Work required
Print the lines of the data, starting with the first, up to and including the line where "pub use padding::PaddingKind;" appears.

Excerpted data

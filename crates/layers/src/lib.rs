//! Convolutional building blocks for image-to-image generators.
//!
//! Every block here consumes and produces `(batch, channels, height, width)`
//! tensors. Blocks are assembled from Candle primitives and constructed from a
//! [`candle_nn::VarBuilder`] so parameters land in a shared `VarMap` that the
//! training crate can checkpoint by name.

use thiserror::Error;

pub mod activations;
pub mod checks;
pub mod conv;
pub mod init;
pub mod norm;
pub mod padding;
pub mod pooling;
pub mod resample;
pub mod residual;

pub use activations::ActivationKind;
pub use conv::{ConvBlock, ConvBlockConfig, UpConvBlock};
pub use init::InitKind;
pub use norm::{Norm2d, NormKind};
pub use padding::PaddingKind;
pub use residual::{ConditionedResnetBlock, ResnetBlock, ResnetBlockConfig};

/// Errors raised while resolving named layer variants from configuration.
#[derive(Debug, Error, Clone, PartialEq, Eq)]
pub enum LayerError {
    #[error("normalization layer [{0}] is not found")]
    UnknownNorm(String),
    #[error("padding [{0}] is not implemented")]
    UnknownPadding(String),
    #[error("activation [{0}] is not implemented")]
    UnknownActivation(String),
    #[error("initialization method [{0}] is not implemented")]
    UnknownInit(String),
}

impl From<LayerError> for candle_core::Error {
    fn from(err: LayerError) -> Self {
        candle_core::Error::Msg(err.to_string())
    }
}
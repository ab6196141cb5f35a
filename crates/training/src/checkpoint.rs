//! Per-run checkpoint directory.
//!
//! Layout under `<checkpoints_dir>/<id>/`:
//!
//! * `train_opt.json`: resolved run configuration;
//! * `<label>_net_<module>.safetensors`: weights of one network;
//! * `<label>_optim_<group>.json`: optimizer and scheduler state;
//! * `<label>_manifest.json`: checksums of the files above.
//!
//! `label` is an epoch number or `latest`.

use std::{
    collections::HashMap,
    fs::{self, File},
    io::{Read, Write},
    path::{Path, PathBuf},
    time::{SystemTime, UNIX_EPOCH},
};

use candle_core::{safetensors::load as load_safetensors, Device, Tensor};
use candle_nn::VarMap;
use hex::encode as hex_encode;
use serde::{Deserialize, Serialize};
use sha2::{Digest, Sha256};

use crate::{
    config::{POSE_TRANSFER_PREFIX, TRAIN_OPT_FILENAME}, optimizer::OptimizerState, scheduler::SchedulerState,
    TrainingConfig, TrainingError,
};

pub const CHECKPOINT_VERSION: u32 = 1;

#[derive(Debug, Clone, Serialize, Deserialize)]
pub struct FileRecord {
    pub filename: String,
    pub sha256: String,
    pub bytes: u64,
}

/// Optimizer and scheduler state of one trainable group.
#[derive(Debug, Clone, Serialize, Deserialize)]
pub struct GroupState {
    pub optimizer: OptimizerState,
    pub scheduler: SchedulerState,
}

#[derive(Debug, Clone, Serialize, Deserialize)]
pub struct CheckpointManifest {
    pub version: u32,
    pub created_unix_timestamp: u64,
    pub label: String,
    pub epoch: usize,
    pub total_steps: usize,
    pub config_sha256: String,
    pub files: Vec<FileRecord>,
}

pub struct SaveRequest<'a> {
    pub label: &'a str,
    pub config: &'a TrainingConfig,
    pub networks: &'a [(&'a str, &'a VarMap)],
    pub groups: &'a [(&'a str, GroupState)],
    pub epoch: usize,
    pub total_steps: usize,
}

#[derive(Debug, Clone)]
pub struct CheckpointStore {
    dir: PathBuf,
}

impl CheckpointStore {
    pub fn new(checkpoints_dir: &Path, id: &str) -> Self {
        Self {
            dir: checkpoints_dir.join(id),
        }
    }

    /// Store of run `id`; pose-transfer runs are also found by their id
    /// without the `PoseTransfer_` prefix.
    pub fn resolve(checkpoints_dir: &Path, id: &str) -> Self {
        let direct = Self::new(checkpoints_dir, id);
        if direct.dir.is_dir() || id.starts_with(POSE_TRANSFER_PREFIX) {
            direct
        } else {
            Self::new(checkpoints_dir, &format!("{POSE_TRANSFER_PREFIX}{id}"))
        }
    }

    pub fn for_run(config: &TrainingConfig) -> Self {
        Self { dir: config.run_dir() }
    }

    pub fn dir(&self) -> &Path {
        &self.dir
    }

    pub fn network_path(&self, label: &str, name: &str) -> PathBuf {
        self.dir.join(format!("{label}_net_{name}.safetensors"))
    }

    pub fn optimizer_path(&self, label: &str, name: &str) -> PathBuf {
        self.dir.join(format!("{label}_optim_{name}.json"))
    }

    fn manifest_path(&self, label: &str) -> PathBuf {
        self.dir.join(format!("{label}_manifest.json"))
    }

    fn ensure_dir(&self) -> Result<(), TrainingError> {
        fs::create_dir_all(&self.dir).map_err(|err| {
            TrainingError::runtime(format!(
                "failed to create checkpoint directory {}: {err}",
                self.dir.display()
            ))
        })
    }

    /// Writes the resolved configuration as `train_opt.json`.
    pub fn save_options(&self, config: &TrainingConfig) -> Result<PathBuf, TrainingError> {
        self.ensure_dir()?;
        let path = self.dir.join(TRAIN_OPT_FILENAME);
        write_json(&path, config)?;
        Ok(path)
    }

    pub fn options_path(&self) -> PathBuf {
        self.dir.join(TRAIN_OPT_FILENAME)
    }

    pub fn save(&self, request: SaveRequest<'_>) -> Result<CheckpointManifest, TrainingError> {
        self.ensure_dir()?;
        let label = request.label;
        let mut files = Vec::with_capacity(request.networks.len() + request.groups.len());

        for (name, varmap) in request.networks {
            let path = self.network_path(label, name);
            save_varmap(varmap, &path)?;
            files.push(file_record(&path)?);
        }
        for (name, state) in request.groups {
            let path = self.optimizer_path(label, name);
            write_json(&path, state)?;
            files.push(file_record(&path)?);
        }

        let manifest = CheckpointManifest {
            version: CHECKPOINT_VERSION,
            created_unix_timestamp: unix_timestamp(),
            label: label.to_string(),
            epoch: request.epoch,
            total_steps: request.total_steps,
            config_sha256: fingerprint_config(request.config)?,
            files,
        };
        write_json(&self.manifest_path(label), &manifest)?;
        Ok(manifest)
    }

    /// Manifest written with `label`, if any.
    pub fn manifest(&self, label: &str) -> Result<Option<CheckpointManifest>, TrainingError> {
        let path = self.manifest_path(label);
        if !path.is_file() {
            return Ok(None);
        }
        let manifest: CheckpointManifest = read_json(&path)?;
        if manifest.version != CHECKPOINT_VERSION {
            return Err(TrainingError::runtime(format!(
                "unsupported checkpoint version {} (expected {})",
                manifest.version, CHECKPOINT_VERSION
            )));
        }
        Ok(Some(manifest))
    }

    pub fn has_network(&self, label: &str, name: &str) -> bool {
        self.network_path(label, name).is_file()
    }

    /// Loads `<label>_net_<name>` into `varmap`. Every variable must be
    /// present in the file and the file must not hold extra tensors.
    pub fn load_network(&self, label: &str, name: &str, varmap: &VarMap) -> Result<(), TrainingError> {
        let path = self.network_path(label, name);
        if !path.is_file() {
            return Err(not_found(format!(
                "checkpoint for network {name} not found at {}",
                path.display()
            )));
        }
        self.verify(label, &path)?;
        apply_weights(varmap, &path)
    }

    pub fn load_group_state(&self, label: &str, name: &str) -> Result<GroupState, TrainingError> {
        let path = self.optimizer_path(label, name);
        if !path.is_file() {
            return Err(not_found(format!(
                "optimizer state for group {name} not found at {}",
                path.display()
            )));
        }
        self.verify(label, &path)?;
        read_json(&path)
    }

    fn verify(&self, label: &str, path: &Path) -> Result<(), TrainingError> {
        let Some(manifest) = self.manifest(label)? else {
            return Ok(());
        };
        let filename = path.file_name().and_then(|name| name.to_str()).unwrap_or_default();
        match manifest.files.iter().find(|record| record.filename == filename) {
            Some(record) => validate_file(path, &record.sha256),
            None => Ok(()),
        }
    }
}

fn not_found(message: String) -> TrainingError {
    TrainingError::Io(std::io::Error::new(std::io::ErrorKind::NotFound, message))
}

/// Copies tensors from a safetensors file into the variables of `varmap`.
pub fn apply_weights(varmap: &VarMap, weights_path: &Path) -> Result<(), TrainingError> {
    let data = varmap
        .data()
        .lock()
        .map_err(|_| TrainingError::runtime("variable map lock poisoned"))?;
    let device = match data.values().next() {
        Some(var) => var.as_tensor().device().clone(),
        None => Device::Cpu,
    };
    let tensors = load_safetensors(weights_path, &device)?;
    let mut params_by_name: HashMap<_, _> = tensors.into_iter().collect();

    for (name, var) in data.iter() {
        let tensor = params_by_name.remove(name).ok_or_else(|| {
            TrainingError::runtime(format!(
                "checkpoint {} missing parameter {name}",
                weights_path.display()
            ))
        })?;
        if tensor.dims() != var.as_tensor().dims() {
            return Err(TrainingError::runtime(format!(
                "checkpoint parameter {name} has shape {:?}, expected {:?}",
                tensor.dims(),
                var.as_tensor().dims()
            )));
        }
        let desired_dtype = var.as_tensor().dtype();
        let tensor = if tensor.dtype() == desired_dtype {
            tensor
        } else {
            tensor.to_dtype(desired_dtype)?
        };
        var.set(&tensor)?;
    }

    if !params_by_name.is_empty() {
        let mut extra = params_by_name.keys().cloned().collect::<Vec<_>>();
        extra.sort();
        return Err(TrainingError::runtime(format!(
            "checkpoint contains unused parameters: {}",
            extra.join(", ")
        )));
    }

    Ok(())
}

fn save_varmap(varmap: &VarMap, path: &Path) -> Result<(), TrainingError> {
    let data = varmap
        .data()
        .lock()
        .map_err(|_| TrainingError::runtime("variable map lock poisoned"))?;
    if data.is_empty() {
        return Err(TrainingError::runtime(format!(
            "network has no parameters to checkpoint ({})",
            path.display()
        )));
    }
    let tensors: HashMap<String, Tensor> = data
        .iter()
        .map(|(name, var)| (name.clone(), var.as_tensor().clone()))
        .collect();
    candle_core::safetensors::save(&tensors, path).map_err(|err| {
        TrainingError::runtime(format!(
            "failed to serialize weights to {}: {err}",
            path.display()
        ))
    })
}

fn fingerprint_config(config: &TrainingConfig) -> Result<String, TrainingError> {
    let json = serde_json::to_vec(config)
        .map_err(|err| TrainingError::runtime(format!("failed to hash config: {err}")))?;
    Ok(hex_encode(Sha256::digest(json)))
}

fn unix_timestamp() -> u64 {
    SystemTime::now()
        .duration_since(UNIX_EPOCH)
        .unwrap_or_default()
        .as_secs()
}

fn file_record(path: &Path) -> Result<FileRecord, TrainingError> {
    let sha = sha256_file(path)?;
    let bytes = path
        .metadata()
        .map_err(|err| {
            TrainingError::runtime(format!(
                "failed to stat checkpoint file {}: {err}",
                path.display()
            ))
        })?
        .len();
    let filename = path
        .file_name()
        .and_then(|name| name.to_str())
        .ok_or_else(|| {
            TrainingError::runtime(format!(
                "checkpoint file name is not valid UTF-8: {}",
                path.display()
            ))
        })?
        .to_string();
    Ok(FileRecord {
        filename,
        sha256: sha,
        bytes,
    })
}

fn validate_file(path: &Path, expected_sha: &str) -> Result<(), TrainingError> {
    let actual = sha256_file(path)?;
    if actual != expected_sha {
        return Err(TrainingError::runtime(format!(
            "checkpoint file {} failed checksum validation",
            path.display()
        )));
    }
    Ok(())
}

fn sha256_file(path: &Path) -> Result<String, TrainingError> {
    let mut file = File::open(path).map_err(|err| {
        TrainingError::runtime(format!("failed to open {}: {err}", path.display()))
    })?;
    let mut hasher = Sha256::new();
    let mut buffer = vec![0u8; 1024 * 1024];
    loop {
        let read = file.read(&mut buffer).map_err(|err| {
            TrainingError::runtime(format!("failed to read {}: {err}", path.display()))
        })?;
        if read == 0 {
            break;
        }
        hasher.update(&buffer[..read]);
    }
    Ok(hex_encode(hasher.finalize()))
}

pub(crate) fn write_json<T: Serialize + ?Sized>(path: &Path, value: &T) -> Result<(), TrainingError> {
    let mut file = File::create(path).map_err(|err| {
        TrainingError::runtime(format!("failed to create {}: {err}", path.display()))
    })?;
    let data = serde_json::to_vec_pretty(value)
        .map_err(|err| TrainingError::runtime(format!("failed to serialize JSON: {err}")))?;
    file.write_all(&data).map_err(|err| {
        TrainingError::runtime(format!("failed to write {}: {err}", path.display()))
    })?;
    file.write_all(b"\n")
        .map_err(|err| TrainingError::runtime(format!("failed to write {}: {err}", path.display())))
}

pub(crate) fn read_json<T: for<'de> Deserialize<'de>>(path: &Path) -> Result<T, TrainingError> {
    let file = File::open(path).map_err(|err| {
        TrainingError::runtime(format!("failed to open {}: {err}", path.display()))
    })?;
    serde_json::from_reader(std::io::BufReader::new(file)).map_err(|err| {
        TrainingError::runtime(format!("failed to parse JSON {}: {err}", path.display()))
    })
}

Answer area
filename crates/layers/src/lib.rs
//! Convolutional building blocks for image-to-image generators.
//!
//! Every block here consumes and produces `(batch, channels, height, width)`
//! tensors. Blocks are assembled from Candle primitives and constructed from a
//! [`candle_nn::VarBuilder`] so parameters land in a shared `VarMap` that the
//! training crate can checkpoint by name.

use thiserror::Error;

pub mod activations;
pub mod checks;
pub mod conv;
pub mod init;
pub mod norm;
pub mod padding;
pub mod pooling;
pub mod resample;
pub mod residual;

pub use activations::ActivationKind;
pub use conv::{ConvBlock, ConvBlockConfig, UpConvBlock};
pub use init::InitKind;
pub use norm::{Norm2d, NormKind};
pub use padding::PaddingKind;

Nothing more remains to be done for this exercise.